Montreux, prestigieuse ville suisse, située sur la Riviera vaudoise, est désormais associée à l’illustre Mouloud Feraoun, l’auteur notamment de La Terre et le sang

Et pour cause, parmi les cinq membres de la famille qui sont tombés les uns après les autres dans un intervalle de cinq minutes, depuis leur balcon du 7ème étage d’un luxueux immeuble, près du Casino, on compte deux petites filles jumelles de l’illustre écrivain algérien assassiné par l’OAS le 15 mars 1962.

Le drame est survenu le 24 mars dernier. Les cinq membres de la famille, le père, les deux jumelles, la fillette de 8 ans sont morts sur le coup pendant que le fils âgé de 15 ans a miraculeusement survécu. Aux soins intensifs, on pense qu’il va survivre, selon les informations données par la police vaudoise.

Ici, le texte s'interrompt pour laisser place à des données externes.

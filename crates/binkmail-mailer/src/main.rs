//! binkmail binary.
//!
//! # Usage
//!
//! ```bash
//! # Answer inbound calls and poll every 10 minutes
//! binkmail --address 2:5020/999 --outbound /var/spool/fido/out \
//!          --inbound /var/spool/fido/in --listen 0.0.0.0:24554 \
//!          --link "2:5020/1,hub.example.org,secret" --poll-interval 600
//!
//! # One-shot poll of every configured link
//! binkmail --address 2:5020/999 --outbound /var/spool/fido/out \
//!          --inbound /var/spool/fido/in \
//!          --link "2:5020/1,hub.example.org,secret" --poll
//! ```

use std::{process::ExitCode, sync::Arc, time::Duration};

use clap::Parser;
use tracing_subscriber::{EnvFilter, fmt, layer::SubscriberExt, util::SubscriberInitExt};

use binkmail_mailer::{Listener, LinkConfig, MailerConfig, poll_links};
use binkmail_proto::Address;

/// FidoNet binkp/1.0 mailer
#[derive(Parser, Debug)]
#[command(name = "binkmail")]
#[command(about = "binkp/1.0 mailer with a BinkleyTerm Style Outbound")]
#[command(version)]
struct Args {
    /// Local address (repeatable; the first is the main AKA)
    #[arg(long = "address", required = true)]
    addresses: Vec<String>,

    /// Base outbound directory
    #[arg(long)]
    outbound: std::path::PathBuf,

    /// Directory received files land in
    #[arg(long)]
    inbound: std::path::PathBuf,

    /// Address to listen on for inbound sessions
    #[arg(long)]
    listen: Option<String>,

    /// Link spec "address[,host[,password]]" (repeatable)
    #[arg(long = "link")]
    links: Vec<String>,

    /// Poll all links once and exit
    #[arg(long)]
    poll: bool,

    /// Also send hold-flavored traffic when polling
    #[arg(long)]
    flush_holds: bool,

    /// Poll queued links every N seconds while listening (0 disables)
    #[arg(long, default_value = "0")]
    poll_interval: u64,

    /// System name announced to peers
    #[arg(long, default_value = "binkmail")]
    sysname: String,

    /// Operator name announced to peers
    #[arg(long, default_value = "sysop")]
    sysop: String,

    /// Location announced to peers
    #[arg(long, default_value = "unknown")]
    location: String,

    /// Log level (trace, debug, info, warn, error)
    #[arg(long, default_value = "info")]
    log_level: String,
}

fn build_config(args: &Args) -> Result<MailerConfig, String> {
    let mut addresses = Vec::new();
    for spec in &args.addresses {
        addresses.push(spec.parse::<Address>().map_err(|err| err.to_string())?);
    }
    let Some(main) = addresses.first().cloned() else {
        return Err("at least one --address is required".to_string());
    };

    let mut config = MailerConfig::new(main, &args.outbound, &args.inbound);
    config.local_addresses = addresses;
    config.system_name.clone_from(&args.sysname);
    config.sysop.clone_from(&args.sysop);
    config.location.clone_from(&args.location);

    for spec in &args.links {
        config.links.push(spec.parse::<LinkConfig>()?);
    }
    Ok(config)
}

#[tokio::main]
async fn main() -> ExitCode {
    let args = Args::parse();
    let filter =
        EnvFilter::try_from_default_env().unwrap_or_else(|_| EnvFilter::new(&args.log_level));
    tracing_subscriber::registry().with(fmt::layer()).with(filter).init();

    let config = match build_config(&args) {
        Ok(config) => config,
        Err(err) => {
            tracing::error!("configuration error: {err}");
            return ExitCode::from(1);
        },
    };

    tracing::info!(
        "binkmail {} as {}, outbound {}",
        env!("CARGO_PKG_VERSION"),
        config.local_addresses[0],
        config.outbound.display()
    );

    if args.poll {
        let report = poll_links(&config, true, args.flush_holds).await;
        return if report.all_ok() { ExitCode::SUCCESS } else { ExitCode::from(2) };
    }

    let Some(bind) = args.listen.clone() else {
        tracing::error!("nothing to do: pass --listen and/or --poll");
        return ExitCode::from(1);
    };

    let config = Arc::new(config);
    let listener = match Listener::bind(Arc::clone(&config), &bind).await {
        Ok(listener) => listener,
        Err(err) => {
            tracing::error!("cannot bind {bind}: {err}");
            return ExitCode::from(1);
        },
    };

    if args.poll_interval > 0 {
        let config = Arc::clone(&config);
        let interval = Duration::from_secs(args.poll_interval);
        let flush_holds = args.flush_holds;
        tokio::spawn(async move {
            loop {
                tokio::time::sleep(interval).await;
                let report = poll_links(&config, false, flush_holds).await;
                if !report.all_ok() {
                    tracing::warn!("scheduled poll had failures");
                }
            }
        });
    }

    match listener.run().await {
        Ok(()) => ExitCode::SUCCESS,
        Err(err) => {
            tracing::error!("listener failed: {err}");
            ExitCode::from(2)
        },
    }
}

Monteux, le 29 mars. Retour sur les lieux du drame. Une après-midi dominicale ensoleillée, la circulation est dense sur l’artère centrale. Les touristes sont de retour, des processions de promeneurs envahissent le bord du lac. 

Une foule bigarrée savoure joyeusement le retour de la vie après plusieurs mois d’angoisse : les enfants courent dans tous les sens, des photographes amateurs prennent des photos du lac et des queues de quelques mètres se forment devant des glaciers. La vie est célébrée sans retenue sous les yeux heureux de la statue de Freddy Mercury devant laquelle des adolescentes ne cessent de déposer des fleurs et de petits mots d’amour. 

A quelques mètres de cette dernière scène, on retrouve au pied d’un petit palmier, sous le luxueux immeuble d’où s’est défénestrée la famille, des bougies, des cartes et des fleurs déposés par certaines âmes charitables. Quelques curieux s’arrêtent, pour ensuite disparaître dans ce décor paradisiaque où l’on voit aucune trace de qui s’est passé, il y a quelques jours, très tôt le matin. 

« C’était un drame insoutenable », nous dit Giselle, une employée d’un commence avoisinant, rencontrée par hasard. « De loin, je voyais un mouvement de policiers, en m’approchant jusqu’à la limite autorisée, j’ai pu voir de loin, me semblait-il, un corps gisant au sol. La scène m’est insupportable pour rester sur les lieux. », nous raconte-t-elle.

Plus tard dans la journée, notre témoin, apprend par le biais de la presse que la famille en question est franco-algérienne et installée depuis quelques années dans cette ville où Ferhat Abbas tenait une permanence du F.L.N,  à l’hôtel des Palmiers, en 1957.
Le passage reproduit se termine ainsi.